The creator made it because: "The key point here is our programmers are Googlers, they’re not researchers. They’re typically, fairly young, fresh out of school, probably learned Java, maybe learned C or C++, probably learned Python. They’re not capable of understanding a brilliant language but we want to use them to build good software. So, the language that we give them has to be easy for them to understand and easy to adopt. – Rob Pike 1"

1 comments

> They’re typically, fairly young, fresh out of school

Okay, thanks for clarifying and snakes and ladders is a great game for kids but how long do kids remain kids? They don't and they shouldn't. They don't need constraining for long.

> 're highly opinionated about how you structure code, how you format your code (capitalization on all functions as a means to express public/private, tabs, etc), and how they want it to look.

And as a professional programmer I couldn't give a toss about this, I just want people to be consistent and sensible, and that means useful comments, documentation, a test suite, specs, not going insane on any particular style like OO/FP. You have to trust the programmer in the end cos all the guidelines in the world won't cure stupidity.

I'm not sure how I'm replying to your message.

However the quote was made by the creator, not me. It's pretty frustrating that the justification and entire philosophy of the language surrounded is "we can't get better at this because it requires work" (Queue up the next few replies to me from people that say "but needless complexity and business value" )

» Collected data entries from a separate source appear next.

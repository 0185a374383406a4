// Copyright (c) 2023 Huawei Device Co., Ltd.
// Licensed under the Apache License, Version 2.0 (the "License");
// you may not use this file except in compliance with the License.
// You may obtain a copy of the License at
//
//     http://www.apache.org/licenses/LICENSE-2.0
//
// Unless required by applicable law or agreed to in writing, software
// distributed under the License is distributed on an "AS IS" BASIS,
// WITHOUT WARRANTIES OR CONDITIONS OF ANY KIND, either express or implied.
// See the License for the specific language governing permissions and
// limitations under the License.

use crate::decoder::HpackDecoder;
use crate::encoder::{EncodeOptions, HpackEncoder};
use crate::error::HpackError;
use crate::table::Header;
use crate::util::bytes::{Appender, ByteCursor};

/// The initial value of `SETTINGS_HEADER_TABLE_SIZE` according to
/// rfc7540#section-6.5.2.
pub const DEFAULT_HEADER_TABLE_SIZE: usize = 4096;

/// A bidirectional [`HPACK`] codec for one HTTP/2 connection.
///
/// [`HPACK`]: https://httpwg.org/specs/rfc7541.html
///
/// Pairs an [`HpackEncoder`] for the sending direction with an
/// [`HpackDecoder`] for the receiving direction. The two dynamic tables are
/// independent: the encode-side table mirrors the remote decoder and the
/// decode-side table mirrors the remote encoder.
///
/// A codec belongs to a single connection and is mutated serially; it is
/// not meant to be shared between threads. The static table and the Huffman
/// tree behind it are process-wide, built on first use and read-only
/// afterwards.
///
/// Header names are expected to be lowercase already, as HTTP/2 requires;
/// this layer does not normalize them.
///
/// # Examples
/// ```
/// use ylong_hpack::{ByteCursor, EncodeOptions, Header, HpackCodec};
///
/// let mut sender = HpackCodec::new();
/// let mut receiver = HpackCodec::new();
///
/// let mut wire: Vec<u8> = Vec::new();
/// let header = Header::new("content-type", "text/html");
/// sender.encode(&mut wire, &header, &EncodeOptions::default());
///
/// let mut cursor = ByteCursor::new(&wire);
/// let decoded = receiver.decode(&mut cursor).unwrap().unwrap();
/// assert_eq!(decoded, header);
/// ```
pub struct HpackCodec {
    encoder: HpackEncoder,
    decoder: HpackDecoder,
}

impl HpackCodec {
    /// Creates a codec with the protocol-default table size of 4096 octets.
    pub fn new() -> Self {
        Self::with_max_size(DEFAULT_HEADER_TABLE_SIZE)
    }

    /// Creates a codec whose two dynamic tables are each bounded by
    /// `max_table_size` octets. Resizing a live codec is not supported.
    pub fn with_max_size(max_table_size: usize) -> Self {
        Self {
            encoder: HpackEncoder::new(max_table_size),
            decoder: HpackDecoder::new(max_table_size),
        }
    }

    /// Encodes one header field into `dst` and returns the octets written.
    /// See [`HpackEncoder::encode`].
    pub fn encode<S: Appender + ?Sized>(
        &mut self,
        dst: &mut S,
        header: &Header,
        options: &EncodeOptions,
    ) -> usize {
        self.encoder.encode(dst, header, options)
    }

    /// Decodes at most one header field from the cursor. See
    /// [`HpackDecoder::decode`] for the incomplete-input and error
    /// contracts.
    pub fn decode(&mut self, src: &mut ByteCursor<'_>) -> Result<Option<Header>, HpackError> {
        self.decoder.decode(src)
    }

    /// Decodes at most one header field from the front of a byte slice.
    ///
    /// Returns the header together with the number of octets it occupied,
    /// which the caller should drain from its buffer. `Ok(None)` means the
    /// slice holds no complete representation yet.
    pub fn decode_slice(&mut self, src: &[u8]) -> Result<Option<(Header, usize)>, HpackError> {
        let mut cursor = ByteCursor::new(src);
        match self.decoder.decode(&mut cursor)? {
            Some(header) => Ok(Some((header, cursor.position()))),
            None => Ok(None),
        }
    }

    /// Whether the most recently decoded header field arrived in the
    /// never-indexed form. See [`HpackDecoder::is_never_indexed`].
    pub fn is_never_indexed(&self) -> bool {
        self.decoder.is_never_indexed()
    }
}

impl Default for HpackCodec {
    fn default() -> Self {
        Self::new()
    }
}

> nd as a professional programmer I couldn't give a toss about this, I just want people to be consistent and sensible, and that means useful comments, documentation, a test suite, specs, not going insane on any particular style like OO/FP. You have to trust the programmer in the end cos all the guidelines in the world won't cure stupidity.

I agree with you. For the most part the industry has had expected language style guide lines (See the Java Style guide) and has had tools that support opting out of guidelines and defining organizational or project based expectations. This is not the case in Go. Gofmt will break your spaces decision and go to tabs. (https://news.ycombinator.com/item?id=7914523) Their response is they don't give a flip.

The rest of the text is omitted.